Thirty healthy male Wistar rats, aged 20 months, weighing 560-610 g, were divided into 2 groups (n=15 each) using a random number table method: control group (group C) and ketamine group (group K). In group K, ketamine 80 mg/kg was intraperitoneally injected, additional 1/2 initial dose was given when the righting reflex was recovered, and anesthesia was maintained for 3 h. Morris water maze test was performed starting from 1st day after the end of anesthesia.Five rats were selected at days 1 and 7 after the end of anesthesia and sacrificed, and hippocampal tissues were obtained to extract proteins.Proteins extracted from rat hippocampi were identified by 2-dimensional electrophoresis (2-DE). The differentially expressed proteins were analyzed by matrix-assisted laser desorption/ionization time-of-flight mass spectrometry (MALDI-TOF-MS) and biological information system.

Compared with group C, the escape latency and total swimming distance to find the submerged platform in Morris water maze at the 1st day after anesthesia were significantly prolonged in group K (P<0.05 or 0.01). The MALDI-TOF-MS analysis showed that there were 21 differentially expressed proteins at 1st day after ketamine anesthesia, of which 6 proteins (involving maintenance of intracellular protein homeostasis, energy metabolism, etc.) presented with up-regulated expression and 15 proteins (involving synaptic vesicle transport efficiency, synaptic structural and functional plasticity, maintenance of intracellular protein homeostasis, NMDA-mediated Ca²⁺ signal transport, energy metabolism, etc.) presented with down-regulated expression.There were 8 differentially expressed proteins at 7th day, including 3 proteins with up-regulated expression and 5 proteins with down-regulated expression (P<0.05).

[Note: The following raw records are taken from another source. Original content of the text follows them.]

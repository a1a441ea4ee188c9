//! Collaborator traits the session talks to: the host design tool, the
//! asset store and an optional favicon resolver.

use async_trait::async_trait;
use fc_core::id::NodeId;
use fc_core::model::SceneGraph;
use serde::Serialize;
use std::collections::BTreeMap;
use std::sync::Arc;

/// Read-only access to the host document.
#[async_trait]
pub trait SceneHost: Send + Sync {
    /// Current scene snapshot, including the interactive selection.
    async fn scene(&self) -> Result<Arc<SceneGraph>, String>;

    /// Raw CSS-like style declarations for one node.
    async fn style_snapshot(&self, id: NodeId) -> Result<BTreeMap<String, String>, String>;

    /// Native vector export of a node as SVG markup.
    async fn export_svg(&self, id: NodeId) -> Result<String, String>;

    /// Raster export of a node as PNG bytes.
    async fn export_png(&self, id: NodeId, scale: f32) -> Result<Vec<u8>, String>;

    /// Bytes behind an image fill, `None` when the host no longer has them.
    async fn image_bytes(&self, image_hash: &str) -> Result<Option<Vec<u8>>, String>;
}

/// Content-addressed upload target.
#[async_trait]
pub trait AssetStore: Send + Sync {
    /// Upload `bytes` under `hash` and return the public URL.
    async fn upload(&self, hash: &str, mime_type: &str, bytes: Vec<u8>) -> Result<String, String>;
}

/// Resolves a site favicon for link runs.
#[async_trait]
pub trait FaviconSource: Send + Sync {
    async fn lookup(&self, domain: &str) -> Result<Option<String>, String>;
}

/// Description of one uploaded asset.
#[derive(Debug, Clone, PartialEq, Serialize)]
#[serde(rename_all = "camelCase")]
pub struct AssetDescriptor {
    pub hash: String,
    pub mime_type: String,
    pub size: usize,
    pub resource_uri: String,
    pub url: String,
    #[serde(skip_serializing_if = "Option::is_none")]
    pub width: Option<f32>,
    #[serde(skip_serializing_if = "Option::is_none")]
    pub height: Option<f32>,
}

impl AssetDescriptor {
    pub fn resource_uri_for(hash: &str) -> String {
        format!("asset://{hash}")
    }
}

Ketamine anesthesia can induce 21 differentially expressed proteins in hippocampi of aged rats, involving synaptic vesicle transport efficiency, synaptic structural and functional plasticity, intracellular protein homeostasis, NMDA-mediated Ca²⁺ signal transport, energy metabolism, and etc.which may be involved in the mechanism of ketamine-induced temporary cognitive dysfunction.

Ketamine; Cognitive function; Hippocampus; Proteome; Aged